Lemmatization can be used to analyze biological texts morphologically. The Biolemmatizer tool was created specifically for this purpose. It generates lemmas based on a word lexicon. However, if the term is not in the lexicon, it sets rules that convert the word into a lemma.
- Search Engines
Lemmatization is used by search engines such as Google to give better, more relevant results to their consumers. When users submit queries to the search engine, the engine will automatically lemmatize the words in the queries to understand the search term and offer relevant and complete results. Lemmatization even allows search engines to map documents, allowing them to present relevant results and even extend them to include additional information that users may find beneficial.

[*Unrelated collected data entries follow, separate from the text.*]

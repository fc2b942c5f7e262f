//! Turn converted flights into a KML document.
//!
//! Layout of the document:
//!
//! - document name, camera and the `good`/`bad` styles,
//! - one `Folder` per flight, named after the flight,
//! - inside, one `Folder` per segment id,
//! - inside, one `Placemark` with a `gx:Track` per track.
//!
//! Tracks carry only a `Quality`, which one of the two styles it gets is decided here.
//!

mod create;

use std::collections::HashMap;

use kml::Kml::Document;
use kml::{Kml, KmlDocument, KmlVersion};
use tracing::{debug, trace};

use create::*;

use crate::config::KmlConfig;
use crate::flight::Flight;
use flighttracks_formats::Quality;

/// KML 2.2 namespace.
const KML_NS: &str = "http://www.opengis.net/kml/2.2";
/// Namespace for `gx:Track`.
const GX_NS: &str = "http://www.google.com/kml/ext/2.2";

/// Build the whole document for the given flights, in order.
///
#[tracing::instrument(skip_all)]
pub fn build_document(cfg: &KmlConfig, flights: &[Flight]) -> Kml {
    trace!("Building document for {} flights", flights.len());

    let mut elements = vec![
        Kml::Element(element("name", &cfg.name)),
        Kml::Element(element("open", u8::from(cfg.open))),
        make_camera(&cfg.camera),
    ];

    // Styles, one per quality
    //
    for (quality, def) in [(Quality::Actual, &cfg.good), (Quality::Estimated, &cfg.bad)] {
        let id = style_id(quality);
        let style = format!("{id}-style");
        elements.push(make_style(&style, def));
        elements.push(make_style_map(id, &style));
    }

    // Now the flights
    //
    for flight in flights {
        let segments = flight
            .segments
            .iter()
            .map(|(id, tracks)| {
                let placemarks = tracks.iter().map(from_track_to_placemark).collect();
                folder(&id.to_string(), placemarks)
            })
            .collect();
        debug!("{}: {} segments", flight.name, flight.segments.len());
        elements.push(Kml::Element(folder(&flight.name, segments)));
    }

    let doc = Document {
        attrs: HashMap::new(),
        elements,
    };

    Kml::KmlDocument(KmlDocument {
        version: KmlVersion::V22,
        attrs: [
            ("xmlns".to_string(), KML_NS.to_string()),
            ("xmlns:gx".to_string(), GX_NS.to_string()),
        ]
        .into(),
        elements: vec![doc],
    })
}

/// Render the document as a string.
///
pub fn render(cfg: &KmlConfig, flights: &[Flight]) -> String {
    build_document(cfg, flights).to_string()
}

- Information Retrieval Environments
Lemmatizing is used to map materials to common subjects and to present search results. To do this, it indexes when the number of documents increases significantly.
- Document Clustering
Document clustering (also known as text clustering) is a type of group analysis performed on text texts. Its most important uses are topic extraction and quick information retrieval. Both stemming and lemmatization are used to reduce the number of tokens required to communicate the same information, hence improving the overall technique. Following pre-processing, features are determined by estimating the frequency of each token, and clustering algorithms are employed.
Both lemmatization and stemming are substantially more complicated. There are some situations where the cost of lemmatization is completely justified, and in fact, lemmatization is required. Stemming is a speedier procedure than lemmatization since it slices words without understanding their context in the sentences in which they appear. Lemmatization is a dictionary-based technique, whereas stemming is a rule-based one. In addition, stemming has a lesser degree of precision than lemmatization.